» Work to complete:
Below are the records; copy each line in which "Bottom" can be found.

» Supplied records:
-=-=-=-=-

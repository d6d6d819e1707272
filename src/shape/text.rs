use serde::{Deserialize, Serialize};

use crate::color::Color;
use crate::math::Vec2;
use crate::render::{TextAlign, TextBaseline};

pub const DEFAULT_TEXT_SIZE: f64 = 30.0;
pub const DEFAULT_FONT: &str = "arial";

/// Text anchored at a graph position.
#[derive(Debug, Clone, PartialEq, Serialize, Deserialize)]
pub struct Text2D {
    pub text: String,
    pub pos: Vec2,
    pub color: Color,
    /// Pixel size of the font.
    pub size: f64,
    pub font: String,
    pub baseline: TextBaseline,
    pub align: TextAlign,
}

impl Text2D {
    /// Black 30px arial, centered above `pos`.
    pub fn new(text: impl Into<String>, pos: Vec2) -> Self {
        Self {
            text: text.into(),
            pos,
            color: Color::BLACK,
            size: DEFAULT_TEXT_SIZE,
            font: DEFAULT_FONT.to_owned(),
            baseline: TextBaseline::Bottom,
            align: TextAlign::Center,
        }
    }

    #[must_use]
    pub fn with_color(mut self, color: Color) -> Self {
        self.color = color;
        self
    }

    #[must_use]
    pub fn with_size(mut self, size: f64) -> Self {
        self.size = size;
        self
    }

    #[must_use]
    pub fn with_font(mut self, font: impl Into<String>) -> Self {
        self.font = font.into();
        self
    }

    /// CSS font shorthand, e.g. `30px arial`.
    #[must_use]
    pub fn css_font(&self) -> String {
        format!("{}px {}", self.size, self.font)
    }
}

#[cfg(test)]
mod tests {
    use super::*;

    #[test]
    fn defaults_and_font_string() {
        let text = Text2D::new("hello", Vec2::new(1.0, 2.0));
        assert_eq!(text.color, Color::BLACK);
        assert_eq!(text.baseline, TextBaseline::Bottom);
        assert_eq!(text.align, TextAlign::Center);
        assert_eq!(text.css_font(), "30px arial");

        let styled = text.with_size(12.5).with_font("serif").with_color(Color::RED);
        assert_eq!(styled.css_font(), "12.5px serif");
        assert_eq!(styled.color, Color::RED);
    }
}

-=-=-=-=-

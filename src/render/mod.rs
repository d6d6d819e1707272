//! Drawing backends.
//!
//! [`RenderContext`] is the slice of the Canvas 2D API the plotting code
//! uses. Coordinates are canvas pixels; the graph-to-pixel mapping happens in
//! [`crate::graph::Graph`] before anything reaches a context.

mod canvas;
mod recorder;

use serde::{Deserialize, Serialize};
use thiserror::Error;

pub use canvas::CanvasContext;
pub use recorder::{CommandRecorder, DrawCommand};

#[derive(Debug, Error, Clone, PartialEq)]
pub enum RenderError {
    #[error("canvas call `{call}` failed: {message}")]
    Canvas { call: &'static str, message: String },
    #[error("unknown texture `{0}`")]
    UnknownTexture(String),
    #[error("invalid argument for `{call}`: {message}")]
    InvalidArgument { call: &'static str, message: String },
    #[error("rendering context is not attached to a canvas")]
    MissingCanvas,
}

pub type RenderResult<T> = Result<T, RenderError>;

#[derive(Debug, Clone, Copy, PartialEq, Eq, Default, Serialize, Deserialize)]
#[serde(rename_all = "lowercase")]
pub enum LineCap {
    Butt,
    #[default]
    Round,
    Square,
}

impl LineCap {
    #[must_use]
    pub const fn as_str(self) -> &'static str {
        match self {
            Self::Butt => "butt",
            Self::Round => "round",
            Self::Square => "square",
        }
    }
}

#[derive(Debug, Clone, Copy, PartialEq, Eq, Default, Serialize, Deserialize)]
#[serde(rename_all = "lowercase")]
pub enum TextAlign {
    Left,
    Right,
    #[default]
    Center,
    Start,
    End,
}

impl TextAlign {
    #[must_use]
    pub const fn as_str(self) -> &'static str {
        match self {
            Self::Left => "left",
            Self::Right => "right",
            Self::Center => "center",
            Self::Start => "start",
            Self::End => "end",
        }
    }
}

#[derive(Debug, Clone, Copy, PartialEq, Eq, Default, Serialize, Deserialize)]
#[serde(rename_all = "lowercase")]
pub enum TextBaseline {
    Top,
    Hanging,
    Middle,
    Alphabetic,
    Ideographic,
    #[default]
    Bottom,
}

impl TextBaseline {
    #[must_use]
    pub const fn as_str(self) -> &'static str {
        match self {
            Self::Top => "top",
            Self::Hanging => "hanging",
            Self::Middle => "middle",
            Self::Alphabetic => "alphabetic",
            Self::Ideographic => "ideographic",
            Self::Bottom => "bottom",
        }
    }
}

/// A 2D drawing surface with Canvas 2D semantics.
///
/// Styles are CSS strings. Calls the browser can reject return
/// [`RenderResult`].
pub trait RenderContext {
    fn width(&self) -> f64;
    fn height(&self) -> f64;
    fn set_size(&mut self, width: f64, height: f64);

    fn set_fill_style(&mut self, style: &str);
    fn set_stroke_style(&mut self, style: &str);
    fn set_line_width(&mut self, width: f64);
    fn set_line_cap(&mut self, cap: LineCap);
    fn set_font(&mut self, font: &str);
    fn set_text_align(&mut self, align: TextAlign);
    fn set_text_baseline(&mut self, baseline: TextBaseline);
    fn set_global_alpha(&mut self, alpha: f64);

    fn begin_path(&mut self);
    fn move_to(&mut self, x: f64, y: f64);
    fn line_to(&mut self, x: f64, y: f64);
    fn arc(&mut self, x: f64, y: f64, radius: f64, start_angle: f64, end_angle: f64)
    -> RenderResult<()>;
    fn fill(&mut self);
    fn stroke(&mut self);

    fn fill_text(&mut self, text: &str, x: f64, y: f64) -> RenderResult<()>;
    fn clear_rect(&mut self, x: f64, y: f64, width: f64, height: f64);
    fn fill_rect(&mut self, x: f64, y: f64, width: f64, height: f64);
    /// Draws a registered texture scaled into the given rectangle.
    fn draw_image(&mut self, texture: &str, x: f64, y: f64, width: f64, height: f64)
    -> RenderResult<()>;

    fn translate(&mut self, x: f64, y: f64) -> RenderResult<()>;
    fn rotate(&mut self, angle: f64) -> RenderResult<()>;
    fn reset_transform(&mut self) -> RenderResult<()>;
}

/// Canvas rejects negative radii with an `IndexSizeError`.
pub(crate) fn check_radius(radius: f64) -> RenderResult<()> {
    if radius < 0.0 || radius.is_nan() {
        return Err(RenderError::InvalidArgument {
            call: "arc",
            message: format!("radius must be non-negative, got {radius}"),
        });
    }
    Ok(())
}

-=-=-=-=-

» Solution to the problem:
            baseline: TextBaseline::Bottom,
        assert_eq!(text.baseline, TextBaseline::Bottom);
    Bottom,
            Self::Bottom => "bottom",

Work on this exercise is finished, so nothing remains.